Copyright 2019 Faustine Bousquet ([email protected] or [email protected]) from TabMo and IMAG (Institut Montpelliérain Alexander Grothendieck, University of Montpellier). The binomialMix package is available under the Apache2 license.

The **binomialMix** package provides a clustering method for longitudinal and non gaussian data. It uses an EM algorithm for GLM. For now, a model-based clustering for mixture of binomial data is available.
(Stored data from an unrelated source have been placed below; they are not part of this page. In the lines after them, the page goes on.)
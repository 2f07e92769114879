//! Logger utility for application-wide logging
//!
//! This module provides a custom logger implementation that works alongside
//! the standard log crate, but adds file output capabilities. Console output
//! goes to stderr so stdout stays free for interchange streams.

use std::fs::File;
use std::io::{self, Write};
use std::path::Path;
use std::sync::Mutex;
use log::{Log, Record, Metadata, LevelFilter};

/// Custom logger implementation
pub struct Logger {
    /// File handle for log output
    file: Mutex<Option<File>>,
    /// Most verbose level recorded
    level: LevelFilter,
}

impl Logger {
    /// Creates a new logger instance
    ///
    /// # Arguments
    ///
    /// * `log_file` - Path to the log file
    ///
    /// # Returns
    ///
    /// A new Logger instance or an error if the file cannot be created
    pub fn new(log_file: &str) -> io::Result<Self> {
        let file = File::create(Path::new(log_file))?;
        Ok(Logger {
            file: Mutex::new(Some(file)),
            level: LevelFilter::Info,
        })
    }

    /// Sets the most verbose level recorded through the `log` facade
    pub fn with_level(mut self, level: LevelFilter) -> Self {
        self.level = level;
        self
    }

    /// Logs a message to the log file
    ///
    /// # Arguments
    ///
    /// * `message` - The message to log
    pub fn log(&self, message: &str) -> io::Result<()> {
        let mut guard = self
            .file
            .lock()
            .map_err(|_| io::Error::new(io::ErrorKind::Other, "log file lock poisoned"))?;
        if let Some(file) = guard.as_mut() {
            writeln!(file, "{}", message)?;
            file.flush()?;
        }
        Ok(())
    }

    /// Static method to initialize the global logger
    pub fn init_global_logger(log_file: &str, level: LevelFilter) -> io::Result<()> {
        // Create a dedicated logger for the log crate
        let global_logger = Logger::new(log_file)?.with_level(level);

        // Set up the global logger - we'll ignore the SetLoggerError
        // since we only call this once at startup
        if log::set_boxed_logger(Box::new(global_logger)).is_err() {
            eprintln!("Warning: Global logger was already initialized");
        }

        log::set_max_level(level);
        Ok(())
    }
}

// Implement the Log trait to make our Logger work with the log crate
impl Log for Logger {
    fn enabled(&self, metadata: &Metadata) -> bool {
        metadata.level() <= self.level
    }

    fn log(&self, record: &Record) {
        if self.enabled(record.metadata()) {
            let message = format!("[{}] {}", record.level(), record.args());
            let _ = self.log(&message);

            // Also print to the console, keeping stdout for data
            eprintln!("{}", message);
        }
    }

    fn flush(&self) {
        // Already flushing in the log method
    }
}
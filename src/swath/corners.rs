//! Cell-corner geolocation
//!
//! Swath products only carry pixel centers. Corners are derived on a
//! (rows + 1) x (columns + 1) lattice of vertices shared between cells:
//!
//! - interior vertices are the mean of the four surrounding centers,
//! - edge vertices reflect the nearest interior vertex through the midpoint
//!   of the two adjacent edge centers,
//! - the four outer vertices reflect the diagonal interior vertex through
//!   the corner center.
//!
//! Cell (r, c) takes SW = V[r][c], SE = V[r][c+1], NW = V[r+1][c] and
//! NE = V[r+1][c+1]. Averaging order, the reflection formula and the
//! constants below fix the output bit-for-bit.

use log::debug;
use rayon::prelude::*;

use crate::coordinate::Point;

use super::grid::Grid;

/// Centers closer than this to +/-180 degrees get antimeridian handling
pub const ANTIMERIDIAN_MARGIN: f64 = 1.0;

/// Corner longitudes of antimeridian cells are clamped to +/- this value
pub const ANTIMERIDIAN_LIMIT: f64 = 179.99;

/// Corners further than this many degrees of longitude from the center mark a bad cell
pub const DEGENERATE_LONGITUDE_THRESHOLD: f64 = 3.0;

/// The four corners of a cell
#[derive(Debug, Clone, Copy, PartialEq, Eq)]
pub enum Corner {
    SW,
    SE,
    NW,
    NE,
}

impl Corner {
    pub const ALL: [Corner; 4] = [Corner::SW, Corner::SE, Corner::NW, Corner::NE];

    fn ordinal(&self) -> usize {
        match self {
            Corner::SW => 0,
            Corner::SE => 1,
            Corner::NW => 2,
            Corner::NE => 3,
        }
    }
}

/// How cells with implausible corners are treated
#[derive(Debug, Clone, Copy, PartialEq)]
pub enum DegeneracyPolicy {
    /// Collapse all four corners onto the center when any corner longitude
    /// lies more than [`DEGENERATE_LONGITUDE_THRESHOLD`] from it
    CollapseDistant,
    /// Keep corners as computed and reject, during filtering, any cell with a
    /// corner coinciding with its center or with another corner.
    /// `tolerance` 0.0 means exact floating-point equality.
    RejectCoincident { tolerance: f64 },
}

impl Default for DegeneracyPolicy {
    fn default() -> Self {
        DegeneracyPolicy::CollapseDistant
    }
}

impl DegeneracyPolicy {
    /// Parse "collapse" or "coincident[:tolerance]"
    pub fn from_name(name: &str) -> Option<Self> {
        let name = name.trim().to_lowercase();
        if name == "collapse" {
            return Some(DegeneracyPolicy::CollapseDistant);
        }

        let rest = name.strip_prefix("coincident")?;
        if rest.is_empty() {
            return Some(DegeneracyPolicy::RejectCoincident { tolerance: 0.0 });
        }
        let tolerance = rest.strip_prefix(':')?.parse::<f64>().ok()?;
        if tolerance < 0.0 {
            return None;
        }
        Some(DegeneracyPolicy::RejectCoincident { tolerance })
    }
}

/// Corner coordinates of every cell of a grid
#[derive(Debug, Clone, PartialEq)]
pub struct CornerSet {
    rows: usize,
    columns: usize,
    longitudes: [Vec<f64>; 4],
    latitudes: [Vec<f64>; 4],
}

impl CornerSet {
    pub fn shape(&self) -> (usize, usize) {
        (self.rows, self.columns)
    }

    /// All longitudes of one corner, row-major
    pub fn longitudes(&self, corner: Corner) -> &[f64] {
        &self.longitudes[corner.ordinal()]
    }

    /// All latitudes of one corner, row-major
    pub fn latitudes(&self, corner: Corner) -> &[f64] {
        &self.latitudes[corner.ordinal()]
    }

    #[inline]
    pub fn corner(&self, corner: Corner, index: usize) -> Point {
        Point::new(
            self.longitudes[corner.ordinal()][index],
            self.latitudes[corner.ordinal()][index],
        )
    }

    /// Corner coordinates of one cell in wire order:
    /// SW, SE, NW, NE longitudes then SW, SE, NW, NE latitudes
    #[inline]
    pub fn packed(&self, index: usize) -> [f64; 8] {
        let mut packed = [0.0; 8];
        for ordinal in 0..4 {
            packed[ordinal] = self.longitudes[ordinal][index];
            packed[ordinal + 4] = self.latitudes[ordinal][index];
        }
        packed
    }

    /// Does cell `index` have a corner equal to its center or to another corner
    pub fn has_coincident_corners(&self, index: usize, center: Point, tolerance: f64) -> bool {
        let same = |a: Point, b: Point| {
            (a.lon - b.lon).abs() <= tolerance && (a.lat - b.lat).abs() <= tolerance
        };
        let corners = Corner::ALL.map(|corner| self.corner(corner, index));

        for (i, a) in corners.iter().enumerate() {
            if same(*a, center) {
                return true;
            }
            if corners[i + 1..].iter().any(|b| same(*a, *b)) {
                return true;
            }
        }
        false
    }
}

/// Derives corner sets from center grids
#[derive(Debug, Clone, Copy, Default)]
pub struct CornerInterpolator {
    policy: DegeneracyPolicy,
}

impl CornerInterpolator {
    pub fn new(policy: DegeneracyPolicy) -> Self {
        CornerInterpolator { policy }
    }

    pub fn policy(&self) -> DegeneracyPolicy {
        self.policy
    }

    /// Compute the corners of every cell of `grid`
    pub fn compute(&self, grid: &Grid) -> CornerSet {
        let (rows, columns) = grid.shape();

        let cells: Vec<[Point; 4]> = if rows < 2 || columns < 2 {
            debug!("Grid {}x{} too small to interpolate, corners equal centers", rows, columns);
            (0..grid.len())
                .map(|index| {
                    let center = Point::new(grid.longitude(index), grid.latitude(index));
                    [center; 4]
                })
                .collect()
        } else {
            let vertices = compute_vertices(grid);
            let collapse = self.policy == DegeneracyPolicy::CollapseDistant;
            let vertex_columns = columns + 1;

            (0..grid.len())
                .into_par_iter()
                .map(|index| {
                    let row = index / columns;
                    let column = index % columns;
                    let below = row * vertex_columns + column;
                    let above = below + vertex_columns;
                    let corners = [
                        vertices[below],
                        vertices[below + 1],
                        vertices[above],
                        vertices[above + 1],
                    ];
                    correct_cell(grid.center(row, column), corners, collapse)
                })
                .collect()
        };

        let mut longitudes: [Vec<f64>; 4] = Default::default();
        let mut latitudes: [Vec<f64>; 4] = Default::default();
        for ordinal in 0..4 {
            longitudes[ordinal] = cells.iter().map(|cell| cell[ordinal].lon).collect();
            latitudes[ordinal] = cells.iter().map(|cell| cell[ordinal].lat).collect();
        }

        CornerSet {
            rows,
            columns,
            longitudes,
            latitudes,
        }
    }
}

/// Corners of `grid` under the default degeneracy policy
pub fn compute_corners(grid: &Grid) -> CornerSet {
    CornerInterpolator::default().compute(grid)
}

#[inline]
fn near_antimeridian(lon: f64) -> bool {
    lon.abs() >= 180.0 - ANTIMERIDIAN_MARGIN
}

/// Shift `lon` by 360 degrees onto the side of `reference` when the reference sits at the antimeridian
#[inline]
fn align_longitude(reference: f64, lon: f64) -> f64 {
    if !near_antimeridian(reference) {
        lon
    } else if reference < 0.0 && lon > 0.0 {
        lon - 360.0
    } else if reference > 0.0 && lon < 0.0 {
        lon + 360.0
    } else {
        lon
    }
}

#[inline]
fn aligned(reference: f64, point: Point) -> Point {
    Point::new(align_longitude(reference, point.lon), point.lat)
}

/// Longitude the four centers around a vertex are aligned to
///
/// Falls back to the first center when none is near the antimeridian, in
/// which case alignment leaves every longitude as is.
fn reference_longitude(centers: &[Point; 4]) -> f64 {
    centers
        .iter()
        .map(|center| center.lon)
        .find(|&lon| near_antimeridian(lon))
        .unwrap_or(centers[0].lon)
}

/// Vertex lattice of a grid with at least two rows and columns
fn compute_vertices(grid: &Grid) -> Vec<Point> {
    let (rows, columns) = grid.shape();
    let vertex_columns = columns + 1;
    let mut vertices = vec![Point::new(0.0, 0.0); (rows + 1) * vertex_columns];

    // Interior: mean of the four surrounding centers, referenced to the first
    // of them that sits at the antimeridian
    vertices
        .par_chunks_mut(vertex_columns)
        .enumerate()
        .filter(|(i, _)| *i >= 1 && *i < rows)
        .for_each(|(i, vertex_row)| {
            for (j, vertex) in vertex_row.iter_mut().enumerate().take(columns).skip(1) {
                let centers = [
                    grid.center(i - 1, j - 1),
                    grid.center(i - 1, j),
                    grid.center(i, j - 1),
                    grid.center(i, j),
                ];
                let reference = reference_longitude(&centers);
                let [this, next_column, next_row, next_row_next_column] =
                    centers.map(|center| aligned(reference, center));
                *vertex = Point::new(
                    0.25 * (this.lon + next_column.lon + next_row.lon + next_row_next_column.lon),
                    0.25 * (this.lat + next_column.lat + next_row.lat + next_row_next_column.lat),
                )
                .clamped();
            }
        });

    let at = |i: usize, j: usize| i * vertex_columns + j;

    // Edges: reflect the adjacent interior vertex through the midpoint of the two edge centers
    for j in 1..columns {
        vertices[at(0, j)] = extrapolate(grid.center(0, j - 1), grid.center(0, j), vertices[at(1, j)]);
        vertices[at(rows, j)] = extrapolate(
            grid.center(rows - 1, j - 1),
            grid.center(rows - 1, j),
            vertices[at(rows - 1, j)],
        );
    }
    for i in 1..rows {
        vertices[at(i, 0)] = extrapolate(grid.center(i - 1, 0), grid.center(i, 0), vertices[at(i, 1)]);
        vertices[at(i, columns)] = extrapolate(
            grid.center(i - 1, columns - 1),
            grid.center(i, columns - 1),
            vertices[at(i, columns - 1)],
        );
    }

    // Outer corners: the corner center is its own midpoint
    let outer = [
        (0, 0, grid.center(0, 0), at(1, 1)),
        (0, columns, grid.center(0, columns - 1), at(1, columns - 1)),
        (rows, 0, grid.center(rows - 1, 0), at(rows - 1, 1)),
        (rows, columns, grid.center(rows - 1, columns - 1), at(rows - 1, columns - 1)),
    ];
    for (i, j, center, inner) in outer {
        vertices[at(i, j)] = extrapolate(center, center, vertices[inner]);
    }

    vertices
}

/// `midpoint + (midpoint - interpolated)` with antimeridian alignment to `a`
fn extrapolate(a: Point, b: Point, interpolated: Point) -> Point {
    let midpoint = a.midpoint(&aligned(a.lon, b));
    midpoint.reflect(&aligned(a.lon, interpolated)).clamped()
}

/// Per-cell antimeridian sign forcing and degenerate-cell collapse
fn correct_cell(center: Point, mut corners: [Point; 4], collapse: bool) -> [Point; 4] {
    if near_antimeridian(center.lon) {
        for corner in corners.iter_mut() {
            let mut lon = align_longitude(center.lon, corner.lon);
            if (lon < 0.0) != (center.lon < 0.0) {
                lon = -lon;
            }
            corner.lon = lon.clamp(-ANTIMERIDIAN_LIMIT, ANTIMERIDIAN_LIMIT);
        }
    }

    if collapse
        && corners
            .iter()
            .any(|corner| (corner.lon - center.lon).abs() > DEGENERATE_LONGITUDE_THRESHOLD)
    {
        return [center; 4];
    }

    corners
}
You can install the `binomialMix`

R package with the following R command:

```
# install.packages("devtools")
devtools::install_git("https://gitlab.com/tabmo/binomialmix")
devtools::install_gitlab("tabmo/binomialMix")
```

You can also directly use the git repository :

`git clone https://gitlab.com/tabmo/binomialMix`

Once you cloned the git repository, you can run to install the `binomialMix`

package:

`devtools::install("/path/to/binomialMix/pkg") # edit the path`

Imagine that you are working for an advertising company. You need to make groups of campaigns with similar profiles.

```
# our library for mixture modelling:
library(binomialMix)
# if not installed :
#install.packages("pander", repos="http://cran.us.r-project.org")
#install.packages("ggplot2", repos="http://cran.us.r-project.org")
#library(pander)
library(qpdf)
```

`data(adcampaign)`

```
## id timestamp_ymd yearDay day timeSlot app_or_site impressions click
## 1 14 2019-01-01 1 3 1 app 2675 117
## 2 14 2019-01-01 1 3 1 app 729 16
## 3 14 2019-01-01 1 3 2 app 1016 33
## 4 14 2019-01-01 1 3 2 app 342 6
## 5 14 2019-01-01 1 3 3 app 3431 92
## 6 14 2019-01-01 1 3 3 app 864 9
## ctr
## 1 0.04373832
## 2 0.02194787
## 3 0.03248031
## 4 0.01754386
## 5 0.02681434
## 6 0.01041667
```

*NB : Of course, you can use your own data. The format you need to have is the following:*

a

*dataframe*type is needed (ex:**adcampaign**from binomialMix)a column with

*factor*id representing the objects you want to cluster (ex:**id**from adcampaign )a target value (ex:

**ctr**from adcampaign)a weighted value variable as we are in case of binomial data (ex:

**impressions**from adcampaign)at least, one column as

*explicative variable*(ex:**day**from adcampaign)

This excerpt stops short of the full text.